= Description of the task =
When the word "stored" shows up in a line of the data below, copy that whole line.
======== The data ========
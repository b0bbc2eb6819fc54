//! In-memory list repository.

use super::{InMemoryTodoStore, sort_newest_first};
use crate::pagination::{Page, PageRequest};
use crate::todo::{
    domain::{List, ListId, Task},
    ports::{ListRepository, ListRepositoryError, ListRepositoryResult, StorageError},
};
use async_trait::async_trait;

/// Thread-safe in-memory list repository.
#[derive(Debug, Clone, Default)]
pub struct InMemoryListRepository {
    store: InMemoryTodoStore,
}

impl InMemoryListRepository {
    /// Creates a repository over a fresh, private store.
    #[must_use]
    pub fn new() -> Self {
        Self::default()
    }

    /// Creates a repository over an existing store.
    #[must_use]
    pub const fn with_store(store: InMemoryTodoStore) -> Self {
        Self { store }
    }

    fn ordered(lists: impl Iterator<Item = List>) -> Vec<List> {
        let mut ordered: Vec<List> = lists.collect();
        sort_newest_first(&mut ordered, |list| (list.created_at(), list.id()));
        ordered
    }
}

#[async_trait]
impl ListRepository for InMemoryListRepository {
    async fn create(&self, list: &List) -> ListRepositoryResult<List> {
        const OPERATION: &str = "create list";
        let mut state = self.store.write(OPERATION)?;
        if state.lists.contains_key(&list.id()) {
            return Err(duplicate(OPERATION, list.id()));
        }
        state.lists.insert(list.id(), list.clone());
        Ok(list.clone())
    }

    async fn create_with_tasks(&self, list: &List, tasks: &[Task]) -> ListRepositoryResult<List> {
        const OPERATION: &str = "create list with tasks";
        let mut state = self.store.write(OPERATION)?;
        if state.lists.contains_key(&list.id()) {
            return Err(duplicate(OPERATION, list.id()));
        }
        // Validate every row before the first write so failure leaves no trace.
        for task in tasks {
            if task.list_id() != list.id() || state.tasks.contains_key(&task.id()) {
                return Err(ListRepositoryError::storage(
                    OPERATION,
                    std::io::Error::other(format!("task {} rejected", task.id())),
                ));
            }
        }
        state.lists.insert(list.id(), list.clone());
        for task in tasks {
            state.tasks.insert(task.id(), task.clone());
        }
        Ok(list.clone())
    }

    async fn get_by_id(&self, id: ListId) -> ListRepositoryResult<List> {
        let state = self.store.read("get list")?;
        state
            .lists
            .get(&id)
            .cloned()
            .ok_or(ListRepositoryError::NotFound(id))
    }

    async fn update(&self, list: &List) -> ListRepositoryResult<List> {
        let mut state = self.store.write("update list")?;
        let stored = state
            .lists
            .get_mut(&list.id())
            .ok_or(ListRepositoryError::NotFound(list.id()))?;
        stored.update_details(
            list.title().clone(),
            list.description().map(str::to_owned),
        );
        Ok(stored.clone())
    }

    async fn delete(&self, id: ListId) -> ListRepositoryResult<()> {
        let mut state = self.store.write("delete list")?;
        if state.lists.remove(&id).is_none() {
            return Err(ListRepositoryError::NotFound(id));
        }
        state.tasks.retain(|_, task| task.list_id() != id);
        Ok(())
    }

    async fn find_with_pagination(&self, page: PageRequest) -> ListRepositoryResult<Page<List>> {
        let state = self.store.read("find lists")?;
        let ordered = Self::ordered(state.lists.values().cloned());
        Ok(Page::from_ordered(&ordered, page))
    }

    async fn search_by_title(&self, query: &str) -> ListRepositoryResult<Vec<List>> {
        let state = self.store.read("search lists by title")?;
        let needle = query.to_lowercase();
        Ok(Self::ordered(
            state
                .lists
                .values()
                .filter(|list| list.title().as_str().to_lowercase().contains(&needle))
                .cloned(),
        ))
    }
}

fn duplicate(operation: &'static str, id: ListId) -> ListRepositoryError {
    ListRepositoryError::Storage(StorageError::failure(
        operation,
        std::io::Error::other(format!("duplicate list identifier: {id}")),
    ))
}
========
= Result of the exercise =
        let stored = state
        stored.update_details(
        Ok(stored.clone())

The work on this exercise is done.